Дорогая Елена Сергеевна! Я не знаю, пишут ли скучнее и неинтереснее, но я не могу иначе, не умею. Помню я очень мало, а что помню, описать красочно боюсь даже пробовать. Скучно и уныло продолжаю дальше. Как ехали до Котласа – не помню. Знаю, что этап наш был большой. Из женщин ехали на Воркуту крупные блатнячки. Чтобы попасть в дальние лагеря, нужно было большое преступление. Или лагерное убийство или побег из лагеря или 58-я статья.
Котласская пересылка – очень мрачный лагерь со строжайшим режимом. Меня поместили в большой барак. Ходить даже в зоне без особой надобности запрещено. Нач. санчасти женщина – политическая заключенная, врачи – тоже. Все помнят отца. В бане, где дезинфицировали мои вещи, подошел санинспектор. Он сидит за Уборевича, так как служил у него.
Из барака нас водили ежедневно на работу за зону. Таскали доски. У меня тот период было плохо с сердцем. Иногда врачи освобождали. Мне очень трудно было работать. Один день такой работы запомнился. Все мечтала нарисовать. Пейзаж очень плоский, на две трети свинцовое, холодное небо. Вдали такая же свинцовая Северная Двина. Кругом равнины бескрайние и только вышки над землей.
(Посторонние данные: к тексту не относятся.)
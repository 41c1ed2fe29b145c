//! Title view state
//!
//! One store per concern the view binds to: the manga detail payload, the
//! current chapter feed page, the pager with its derived navigation window,
//! and the chapters picked for download. Backend failures degrade to an
//! empty view; nothing here surfaces an error state.

use std::sync::Arc;

use tracing::{debug, info, warn};

use super::commands;
use super::store::{Derived, Store};
use crate::domain::{Chapter, ChapterQuery, DownloadRequest, Manga, PageWindow, Pager};
use crate::infrastructure::{MangaBackend, UserConfig};

pub struct TitleStore {
    backend: Arc<dyn MangaBackend>,
    config: UserConfig,
    selected: Store<Option<String>>,
    manga: Store<Option<Manga>>,
    chapters: Store<Vec<Chapter>>,
    loading: Store<bool>,
    pager: Store<Option<Pager>>,
    window: Derived<Option<PageWindow>>,
    picked: Store<Vec<String>>,
    query: Store<Option<ChapterQuery>>,
}

impl TitleStore {
    pub fn new(backend: Arc<dyn MangaBackend>, config: UserConfig) -> Self {
        let pager: Store<Option<Pager>> = Store::new(None);
        let window = Derived::new(&pager, |p: &Option<Pager>| p.as_ref().map(Pager::window));

        Self {
            backend,
            config,
            selected: Store::new(None),
            manga: Store::new(None),
            chapters: Store::new(Vec::new()),
            loading: Store::new(false),
            pager,
            window,
            picked: Store::new(Vec::new()),
            query: Store::new(None),
        }
    }

    /// Id of the title this view is showing.
    pub fn selected(&self) -> &Store<Option<String>> {
        &self.selected
    }

    pub fn manga(&self) -> &Store<Option<Manga>> {
        &self.manga
    }

    /// Rows of the currently loaded feed page.
    pub fn chapters(&self) -> &Store<Vec<Chapter>> {
        &self.chapters
    }

    pub fn loading(&self) -> &Store<bool> {
        &self.loading
    }

    pub fn pager(&self) -> &Store<Option<Pager>> {
        &self.pager
    }

    /// Navigation strip contents for the current feed position.
    pub fn page_window(&self) -> &Derived<Option<PageWindow>> {
        &self.window
    }

    /// Chapter ids picked for download, in pick order.
    pub fn picked(&self) -> &Store<Vec<String>> {
        &self.picked
    }

    /// Show a title: fetch its detail payload and the first feed page.
    pub async fn open(&self, id: &str) {
        self.selected.set(Some(id.to_owned()));
        self.manga.set(None);
        self.chapters.set(Vec::new());
        self.pager.set(None);
        self.picked.set(Vec::new());
        self.query.set(None);

        self.loading.set(true);

        match commands::manga(self.backend.as_ref(), id).await {
            Ok(manga) => {
                let lang = manga
                    .view
                    .feed_lang(&self.config.default_lang)
                    .unwrap_or(self.config.default_lang.as_str())
                    .to_owned();
                self.manga.set(Some(manga));

                let query = ChapterQuery::first_page(id, lang, self.config.chapter_page_size);
                self.fetch_feed(query).await;
            }
            Err(err) => warn!("leaving title view empty: {err}"),
        }

        self.loading.set(false);
    }

    /// Jump the chapter feed to a page from the navigation strip.
    ///
    /// Does nothing until a feed page has loaded.
    pub async fn load_page(&self, page: u32) {
        let Some(pager) = self.pager.get() else {
            return;
        };
        let Some(query) = self.query.get() else {
            return;
        };

        let page = page.clamp(1, pager.page_count().max(1));

        self.loading.set(true);
        self.fetch_feed(query.at_offset(pager.offset_for(page))).await;
        self.loading.set(false);
    }

    async fn fetch_feed(&self, query: ChapterQuery) {
        match commands::chapters(self.backend.as_ref(), &query).await {
            Ok(feed) => {
                self.pager.set(Some(feed.pager()));
                self.chapters.set(feed.chapters);
                self.query.set(Some(query));
            }
            Err(err) => {
                warn!("presenting an empty chapter list: {err}");
                self.chapters.set(Vec::new());
                self.pager.set(None);
                self.query.set(None);
            }
        }
    }

    /// Add a chapter to the download pick, or remove it when already picked.
    pub fn toggle_chapter(&self, id: &str) {
        self.picked.update(|picked| {
            if let Some(pos) = picked.iter().position(|p| p == id) {
                picked.remove(pos);
            } else {
                picked.push(id.to_owned());
            }
        });
    }

    pub fn is_picked(&self, id: &str) -> bool {
        self.picked.get().iter().any(|p| p == id)
    }

    pub fn clear_picked(&self) {
        self.picked.set(Vec::new());
    }

    /// Hand the picked chapters to the backend download queue.
    ///
    /// The pick survives a failed request so the user can retry.
    pub async fn download_picked(&self) {
        let chapter_ids = self.picked.get();
        if chapter_ids.is_empty() {
            debug!("no chapters picked, skipping download");
            return;
        }

        let request = DownloadRequest { chapter_ids };
        match commands::download(self.backend.as_ref(), &request).await {
            Ok(()) => {
                info!("queued {} chapters for download", request.chapter_ids.len());
                self.picked.set(Vec::new());
            }
            Err(err) => warn!("keeping the pick, download was not accepted: {err}"),
        }
    }
}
В Котласе я в первый раз увидела каторжан с номерами на спинах. Запомнила в косяке интеллигента в шляпе (из Прибалтики) с номером на пальто. Их было много.
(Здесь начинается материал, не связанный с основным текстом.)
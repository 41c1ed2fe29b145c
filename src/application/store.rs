//! Observable state containers the view layer binds to
//!
//! [`Store`] carries one value and a subscriber list: a subscriber callback
//! runs once with the current value at subscription time and again after
//! every write. [`Derived`] mirrors another store through a mapping function.
//!
//! Callbacks run outside the value lock, so a subscriber may read any store
//! re-entrantly. A subscriber must not write to the store it observes; that
//! write would re-enter its own callback.

use std::collections::BTreeMap;
use std::fmt;
use std::sync::atomic::{AtomicU64, Ordering};
use std::sync::{Arc, Mutex, MutexGuard, PoisonError, Weak};

type Callback<T> = Box<dyn FnMut(&T) + Send>;
type SharedCallback<T> = Arc<Mutex<Callback<T>>>;

// A panicking subscriber must not wedge every later write.
fn lock<T: ?Sized>(mutex: &Mutex<T>) -> MutexGuard<'_, T> {
    mutex.lock().unwrap_or_else(PoisonError::into_inner)
}

struct Inner<T> {
    value: Mutex<T>,
    subscribers: Mutex<BTreeMap<u64, SharedCallback<T>>>,
    next_id: AtomicU64,
}

/// Mutable value with subscriber notification on every write.
///
/// Clones share the same value and subscriber list.
pub struct Store<T> {
    inner: Arc<Inner<T>>,
}

impl<T> Clone for Store<T> {
    fn clone(&self) -> Self {
        Self {
            inner: Arc::clone(&self.inner),
        }
    }
}

impl<T: fmt::Debug> fmt::Debug for Store<T> {
    fn fmt(&self, f: &mut fmt::Formatter<'_>) -> fmt::Result {
        f.debug_struct("Store")
            .field("value", &*lock(&self.inner.value))
            .finish_non_exhaustive()
    }
}

impl<T: Clone + Send + 'static> Store<T> {
    pub fn new(value: T) -> Self {
        Self {
            inner: Arc::new(Inner {
                value: Mutex::new(value),
                subscribers: Mutex::new(BTreeMap::new()),
                next_id: AtomicU64::new(0),
            }),
        }
    }

    /// Snapshot of the current value.
    pub fn get(&self) -> T {
        lock(&self.inner.value).clone()
    }

    /// Replace the value and notify every subscriber.
    pub fn set(&self, value: T) {
        let snapshot = value.clone();
        *lock(&self.inner.value) = value;
        self.notify(&snapshot);
    }

    /// Mutate the value in place and notify every subscriber.
    pub fn update(&self, mutate: impl FnOnce(&mut T)) {
        let snapshot = {
            let mut guard = lock(&self.inner.value);
            mutate(&mut guard);
            guard.clone()
        };
        self.notify(&snapshot);
    }

    /// Register a callback: it runs now with the current value, then after
    /// every write, until the returned handle unsubscribes.
    ///
    /// Dropping the handle unsubscribes; hold it for as long as the callback
    /// should stay live, or [`Subscription::detach`] it.
    #[must_use = "dropping the handle cancels the subscription"]
    pub fn subscribe(&self, callback: impl FnMut(&T) + Send + 'static) -> Subscription {
        let id = self.inner.next_id.fetch_add(1, Ordering::Relaxed);
        let shared: SharedCallback<T> = Arc::new(Mutex::new(Box::new(callback)));

        lock(&self.inner.subscribers).insert(id, Arc::clone(&shared));

        let snapshot = self.get();
        (*lock(&shared))(&snapshot);

        let weak: Weak<Inner<T>> = Arc::downgrade(&self.inner);
        Subscription {
            cancel: Some(Box::new(move || {
                if let Some(inner) = weak.upgrade() {
                    lock(&inner.subscribers).remove(&id);
                }
            })),
        }
    }

    fn notify(&self, value: &T) {
        // Snapshot the list first; callbacks may subscribe or unsubscribe.
        let callbacks: Vec<SharedCallback<T>> =
            lock(&self.inner.subscribers).values().cloned().collect();

        for callback in callbacks {
            (*lock(&callback))(value);
        }
    }
}

/// Handle for one registered subscriber.
pub struct Subscription {
    cancel: Option<Box<dyn FnOnce() + Send>>,
}

impl Subscription {
    /// Stop the callback from running again.
    pub fn unsubscribe(mut self) {
        self.cancel_now();
    }

    /// Keep the callback registered for the lifetime of the store.
    pub fn detach(mut self) {
        self.cancel = None;
    }

    fn cancel_now(&mut self) {
        if let Some(cancel) = self.cancel.take() {
            cancel();
        }
    }
}

impl Drop for Subscription {
    fn drop(&mut self) {
        self.cancel_now();
    }
}

impl fmt::Debug for Subscription {
    fn fmt(&self, f: &mut fmt::Formatter<'_>) -> fmt::Result {
        f.debug_struct("Subscription")
            .field("active", &self.cancel.is_some())
            .finish()
    }
}

/// Read-only store mirroring a source store through a mapping function.
///
/// Stays subscribed to its source for its own lifetime.
pub struct Derived<T> {
    inner: Store<T>,
    _source: Subscription,
}

impl<T: Clone + Send + 'static> Derived<T> {
    pub fn new<S, F>(source: &Store<S>, mut map: F) -> Self
    where
        S: Clone + Send + 'static,
        F: FnMut(&S) -> T + Send + 'static,
    {
        let inner = Store::new(map(&source.get()));
        let mirror = inner.clone();
        let subscription = source.subscribe(move |value| mirror.set(map(value)));

        Self {
            inner,
            _source: subscription,
        }
    }

    pub fn get(&self) -> T {
        self.inner.get()
    }

    #[must_use = "dropping the handle cancels the subscription"]
    pub fn subscribe(&self, callback: impl FnMut(&T) + Send + 'static) -> Subscription {
        self.inner.subscribe(callback)
    }
}

impl<T: fmt::Debug> fmt::Debug for Derived<T> {
    fn fmt(&self, f: &mut fmt::Formatter<'_>) -> fmt::Result {
        f.debug_struct("Derived")
            .field("value", &*lock(&self.inner.inner.value))
            .finish_non_exhaustive()
    }
}

#[cfg(test)]
mod tests {
    use super::*;

    fn recording_subscriber<T: Clone + Send + 'static>(
        store: &Store<T>,
    ) -> (Arc<Mutex<Vec<T>>>, Subscription) {
        let seen = Arc::new(Mutex::new(Vec::new()));
        let sink = Arc::clone(&seen);
        let subscription = store.subscribe(move |value| sink.lock().unwrap().push(value.clone()));
        (seen, subscription)
    }

    #[test]
    fn subscriber_runs_immediately_with_the_current_value() {
        let store = Store::new(7u32);
        let (seen, _keep) = recording_subscriber(&store);

        assert_eq!(*seen.lock().unwrap(), vec![7]);
    }

    #[test]
    fn every_write_notifies_in_order() {
        let store = Store::new(0u32);
        let (seen, _keep) = recording_subscriber(&store);

        store.set(1);
        store.update(|v| *v += 10);

        assert_eq!(*seen.lock().unwrap(), vec![0, 1, 11]);
        assert_eq!(store.get(), 11);
    }

    #[test]
    fn all_subscribers_hear_the_same_write() {
        let store = Store::new(String::from("a"));
        let (first, _keep_first) = recording_subscriber(&store);
        let (second, _keep_second) = recording_subscriber(&store);

        store.set(String::from("b"));

        assert_eq!(*first.lock().unwrap(), vec!["a", "b"]);
        assert_eq!(*second.lock().unwrap(), vec!["a", "b"]);
    }

    #[test]
    fn unsubscribe_stops_notifications() {
        let store = Store::new(0u32);
        let (seen, subscription) = recording_subscriber(&store);

        subscription.unsubscribe();
        store.set(5);

        assert_eq!(*seen.lock().unwrap(), vec![0]);
    }

    #[test]
    fn dropping_the_handle_unsubscribes() {
        let store = Store::new(0u32);
        let (seen, subscription) = recording_subscriber(&store);

        drop(subscription);
        store.set(5);

        assert_eq!(*seen.lock().unwrap(), vec![0]);
    }

    #[test]
    fn detach_keeps_the_subscriber_registered() {
        let store = Store::new(0u32);
        let (seen, subscription) = recording_subscriber(&store);

        subscription.detach();
        store.set(5);

        assert_eq!(*seen.lock().unwrap(), vec![0, 5]);
    }

    #[test]
    fn a_callback_may_read_other_stores() {
        let store = Store::new(1u32);
        let other = Store::new(100u32);

        let seen = Arc::new(Mutex::new(Vec::new()));
        let sink = Arc::clone(&seen);
        let other_handle = other.clone();
        let _keep = store.subscribe(move |value| {
            sink.lock().unwrap().push(value + other_handle.get());
        });

        store.set(2);

        assert_eq!(*seen.lock().unwrap(), vec![101, 102]);
    }

    #[test]
    fn clones_share_value_and_subscribers() {
        let store = Store::new(0u32);
        let alias = store.clone();
        let (seen, _keep) = recording_subscriber(&store);

        alias.set(9);

        assert_eq!(store.get(), 9);
        assert_eq!(*seen.lock().unwrap(), vec![0, 9]);
    }

    #[test]
    fn writes_from_another_thread_land() {
        let store = Store::new(0u32);
        let writer = store.clone();

        let handle = std::thread::spawn(move || writer.set(42));
        handle.join().unwrap();

        assert_eq!(store.get(), 42);
    }

    #[test]
    fn derived_mirrors_its_source() {
        let source = Store::new(2u32);
        let doubled = Derived::new(&source, |v| v * 2);

        assert_eq!(doubled.get(), 4);

        source.set(10);
        assert_eq!(doubled.get(), 20);
    }

    #[test]
    fn derived_notifies_its_own_subscribers() {
        let source = Store::new(1u32);
        let doubled = Derived::new(&source, |v| v * 2);

        let seen = Arc::new(Mutex::new(Vec::new()));
        let sink = Arc::clone(&seen);
        let _keep = doubled.subscribe(move |value| sink.lock().unwrap().push(*value));

        source.set(3);

        assert_eq!(*seen.lock().unwrap(), vec![2, 6]);
    }
}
Я Вам рассказывала, как меня вызвали в стационар.
Тюпочка, родная! Решила эти записочки переслать Вам. Сегодня вечером продолжу.
Целую Вас крепко.
М.
ПИСЬМО № 14
28-VIII-63 г.
Тюпа, родная!
<…> Хотелось бы мне вспомнить то немногое, что осталось в памяти о людях, которые на всем моем пути приносили мне помощь, привет от моих родителей.
Мне повезло. Я носила имя, которое вызывало у людей только восхищение, только преклонение перед талантом, честностью, преданностью идее (какая бы она ни была), перед добротой и человечностью. Я носила славное имя, и его могли бояться, но не презирать. На всем пути, был ли то детдом, куда запихнуло нас НКВД до особого распоряжения, был ли то этап в лагерь или сама тюрьма, люди шли ко мне со своими воспоминаниями об Иерониме Петровиче или Нине Владимировне и помогали мне, чем могли, выручали, насколько это было возможно.
На воле было труднее. На воле опаснее, так как можно попасть в тюрьму, но и в лагере нужно быть осторожным, а то прибавят срок. Так что везде мое имя представляло опасность.
И потому-то мне больше, чем кому-либо, известно, что на земле еще много людей, что мир не так уже плох.
Моя няня Машенька была очень предана моей маме. Она поехала с мамой в ссылку. Она пообещала маме не бросать меня, и по сей день это мой единственный родной человек. Всю жизнь она отдала мне, то есть нашей семье.
Самой рискованной женщиной были, по-моему, Вы, Елена Сергеевна, когда приютили меня в Ташкенте. Потом Машины друзья Ивановы в Свердловске. Архитекторы из Московского Союза архитектуры, которые помогли мне уехать в Ташкент, друзья-студенты из архитектурного института, милый профессор математики.